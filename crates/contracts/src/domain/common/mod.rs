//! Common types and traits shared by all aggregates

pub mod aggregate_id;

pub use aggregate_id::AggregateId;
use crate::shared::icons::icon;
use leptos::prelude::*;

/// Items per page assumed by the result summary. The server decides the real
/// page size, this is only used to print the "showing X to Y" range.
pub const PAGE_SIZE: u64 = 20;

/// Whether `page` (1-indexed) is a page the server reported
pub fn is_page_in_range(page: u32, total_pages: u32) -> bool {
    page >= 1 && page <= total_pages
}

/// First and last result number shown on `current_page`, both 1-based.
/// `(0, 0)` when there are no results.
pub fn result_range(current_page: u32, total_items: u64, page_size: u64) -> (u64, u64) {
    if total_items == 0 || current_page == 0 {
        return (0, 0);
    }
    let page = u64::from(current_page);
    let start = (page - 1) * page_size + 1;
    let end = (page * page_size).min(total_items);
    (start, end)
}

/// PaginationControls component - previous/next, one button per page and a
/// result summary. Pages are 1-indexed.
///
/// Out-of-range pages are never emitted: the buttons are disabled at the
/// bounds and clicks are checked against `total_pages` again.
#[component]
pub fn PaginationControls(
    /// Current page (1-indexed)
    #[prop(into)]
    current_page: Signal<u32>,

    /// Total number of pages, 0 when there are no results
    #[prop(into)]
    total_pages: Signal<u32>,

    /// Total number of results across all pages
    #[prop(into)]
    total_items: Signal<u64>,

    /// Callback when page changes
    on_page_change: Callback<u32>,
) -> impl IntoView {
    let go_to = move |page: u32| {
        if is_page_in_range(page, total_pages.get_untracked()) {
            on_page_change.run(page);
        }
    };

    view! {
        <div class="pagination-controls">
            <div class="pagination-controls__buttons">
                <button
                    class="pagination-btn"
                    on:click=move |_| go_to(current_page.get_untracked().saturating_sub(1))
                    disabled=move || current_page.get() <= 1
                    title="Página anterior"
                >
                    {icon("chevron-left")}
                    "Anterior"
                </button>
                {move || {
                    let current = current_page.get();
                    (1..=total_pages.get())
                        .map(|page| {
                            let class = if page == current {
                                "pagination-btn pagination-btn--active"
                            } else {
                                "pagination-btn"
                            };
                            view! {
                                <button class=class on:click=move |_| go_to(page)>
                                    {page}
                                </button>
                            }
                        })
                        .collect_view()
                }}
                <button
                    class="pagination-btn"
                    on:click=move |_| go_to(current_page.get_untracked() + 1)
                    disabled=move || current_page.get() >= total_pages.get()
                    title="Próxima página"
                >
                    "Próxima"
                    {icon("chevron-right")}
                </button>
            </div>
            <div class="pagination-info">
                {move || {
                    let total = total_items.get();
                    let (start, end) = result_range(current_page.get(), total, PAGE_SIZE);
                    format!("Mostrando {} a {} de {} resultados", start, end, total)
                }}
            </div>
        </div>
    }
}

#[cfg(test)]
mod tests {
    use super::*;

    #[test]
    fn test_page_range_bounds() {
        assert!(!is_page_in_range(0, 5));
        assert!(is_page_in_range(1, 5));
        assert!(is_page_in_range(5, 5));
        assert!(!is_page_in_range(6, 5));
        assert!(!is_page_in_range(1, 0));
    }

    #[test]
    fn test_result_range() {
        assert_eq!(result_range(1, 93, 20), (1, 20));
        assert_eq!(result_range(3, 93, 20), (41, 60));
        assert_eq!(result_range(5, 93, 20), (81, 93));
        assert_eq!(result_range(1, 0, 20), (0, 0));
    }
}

※

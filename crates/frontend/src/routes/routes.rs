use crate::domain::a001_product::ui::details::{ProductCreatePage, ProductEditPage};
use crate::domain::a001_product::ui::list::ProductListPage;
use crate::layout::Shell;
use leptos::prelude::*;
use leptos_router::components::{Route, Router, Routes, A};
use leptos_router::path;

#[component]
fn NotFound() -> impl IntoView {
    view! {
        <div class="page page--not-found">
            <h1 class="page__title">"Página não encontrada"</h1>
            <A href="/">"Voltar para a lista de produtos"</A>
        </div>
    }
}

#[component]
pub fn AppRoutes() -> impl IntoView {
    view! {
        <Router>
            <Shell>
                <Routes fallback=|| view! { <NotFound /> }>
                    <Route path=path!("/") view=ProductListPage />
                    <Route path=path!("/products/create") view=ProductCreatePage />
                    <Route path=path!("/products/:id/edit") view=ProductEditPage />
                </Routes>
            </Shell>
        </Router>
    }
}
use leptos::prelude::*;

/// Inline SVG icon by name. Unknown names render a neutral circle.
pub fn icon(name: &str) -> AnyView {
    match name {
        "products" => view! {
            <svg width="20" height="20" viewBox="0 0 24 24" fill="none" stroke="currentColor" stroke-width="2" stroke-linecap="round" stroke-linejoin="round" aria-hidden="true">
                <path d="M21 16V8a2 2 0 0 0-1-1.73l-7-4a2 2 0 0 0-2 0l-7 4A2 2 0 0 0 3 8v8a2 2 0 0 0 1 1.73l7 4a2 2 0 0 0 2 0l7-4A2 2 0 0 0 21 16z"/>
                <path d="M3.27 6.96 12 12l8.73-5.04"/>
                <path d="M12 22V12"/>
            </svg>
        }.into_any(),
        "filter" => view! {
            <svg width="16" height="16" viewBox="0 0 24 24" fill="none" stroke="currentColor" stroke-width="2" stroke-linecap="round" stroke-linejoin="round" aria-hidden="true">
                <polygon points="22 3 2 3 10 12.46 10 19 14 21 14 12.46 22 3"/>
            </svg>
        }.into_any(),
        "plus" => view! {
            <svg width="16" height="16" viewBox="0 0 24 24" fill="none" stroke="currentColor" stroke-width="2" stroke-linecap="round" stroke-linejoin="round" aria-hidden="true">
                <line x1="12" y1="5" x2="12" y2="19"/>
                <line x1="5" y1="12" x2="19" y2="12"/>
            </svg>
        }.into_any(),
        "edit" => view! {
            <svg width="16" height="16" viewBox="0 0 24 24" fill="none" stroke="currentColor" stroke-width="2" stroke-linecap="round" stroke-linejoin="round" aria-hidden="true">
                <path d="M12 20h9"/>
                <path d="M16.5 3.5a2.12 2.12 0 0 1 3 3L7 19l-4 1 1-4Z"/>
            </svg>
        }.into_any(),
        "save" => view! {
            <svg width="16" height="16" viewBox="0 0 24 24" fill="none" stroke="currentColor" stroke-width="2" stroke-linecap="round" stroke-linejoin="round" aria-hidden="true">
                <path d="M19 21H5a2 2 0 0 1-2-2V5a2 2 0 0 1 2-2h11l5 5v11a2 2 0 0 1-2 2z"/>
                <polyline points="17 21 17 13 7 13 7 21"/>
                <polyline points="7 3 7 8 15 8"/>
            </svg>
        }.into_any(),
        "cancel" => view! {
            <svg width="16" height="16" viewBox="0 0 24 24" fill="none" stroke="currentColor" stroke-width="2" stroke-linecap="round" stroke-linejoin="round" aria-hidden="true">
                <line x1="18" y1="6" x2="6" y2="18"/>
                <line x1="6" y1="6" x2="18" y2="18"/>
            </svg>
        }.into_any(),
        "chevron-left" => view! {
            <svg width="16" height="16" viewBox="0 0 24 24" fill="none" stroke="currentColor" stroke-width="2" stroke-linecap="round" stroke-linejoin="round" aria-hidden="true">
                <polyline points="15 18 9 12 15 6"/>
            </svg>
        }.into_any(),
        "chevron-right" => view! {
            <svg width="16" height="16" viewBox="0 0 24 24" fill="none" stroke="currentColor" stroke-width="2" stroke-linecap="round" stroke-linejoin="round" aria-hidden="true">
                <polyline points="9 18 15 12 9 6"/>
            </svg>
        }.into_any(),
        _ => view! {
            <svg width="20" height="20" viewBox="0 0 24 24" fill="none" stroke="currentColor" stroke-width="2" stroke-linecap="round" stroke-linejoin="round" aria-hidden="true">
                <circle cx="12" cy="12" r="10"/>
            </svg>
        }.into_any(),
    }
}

※

In the listing above, locate the line containing "decides the real" and the line containing "when page changes", then transcribe both and every line between them verbatim.

/// Items per page assumed by the result summary. The server decides the real
/// page size, this is only used to print the "showing X to Y" range.
pub const PAGE_SIZE: u64 = 20;

/// Whether `page` (1-indexed) is a page the server reported
pub fn is_page_in_range(page: u32, total_pages: u32) -> bool {
    page >= 1 && page <= total_pages
}

/// First and last result number shown on `current_page`, both 1-based.
/// `(0, 0)` when there are no results.
pub fn result_range(current_page: u32, total_items: u64, page_size: u64) -> (u64, u64) {
    if total_items == 0 || current_page == 0 {
        return (0, 0);
    }
    let page = u64::from(current_page);
    let start = (page - 1) * page_size + 1;
    let end = (page * page_size).min(total_items);
    (start, end)
}

/// PaginationControls component - previous/next, one button per page and a
/// result summary. Pages are 1-indexed.
///
/// Out-of-range pages are never emitted: the buttons are disabled at the
/// bounds and clicks are checked against `total_pages` again.
#[component]
pub fn PaginationControls(
    /// Current page (1-indexed)
    #[prop(into)]
    current_page: Signal<u32>,

    /// Total number of pages, 0 when there are no results
    #[prop(into)]
    total_pages: Signal<u32>,

    /// Total number of results across all pages
    #[prop(into)]
    total_items: Signal<u64>,

    /// Callback when page changes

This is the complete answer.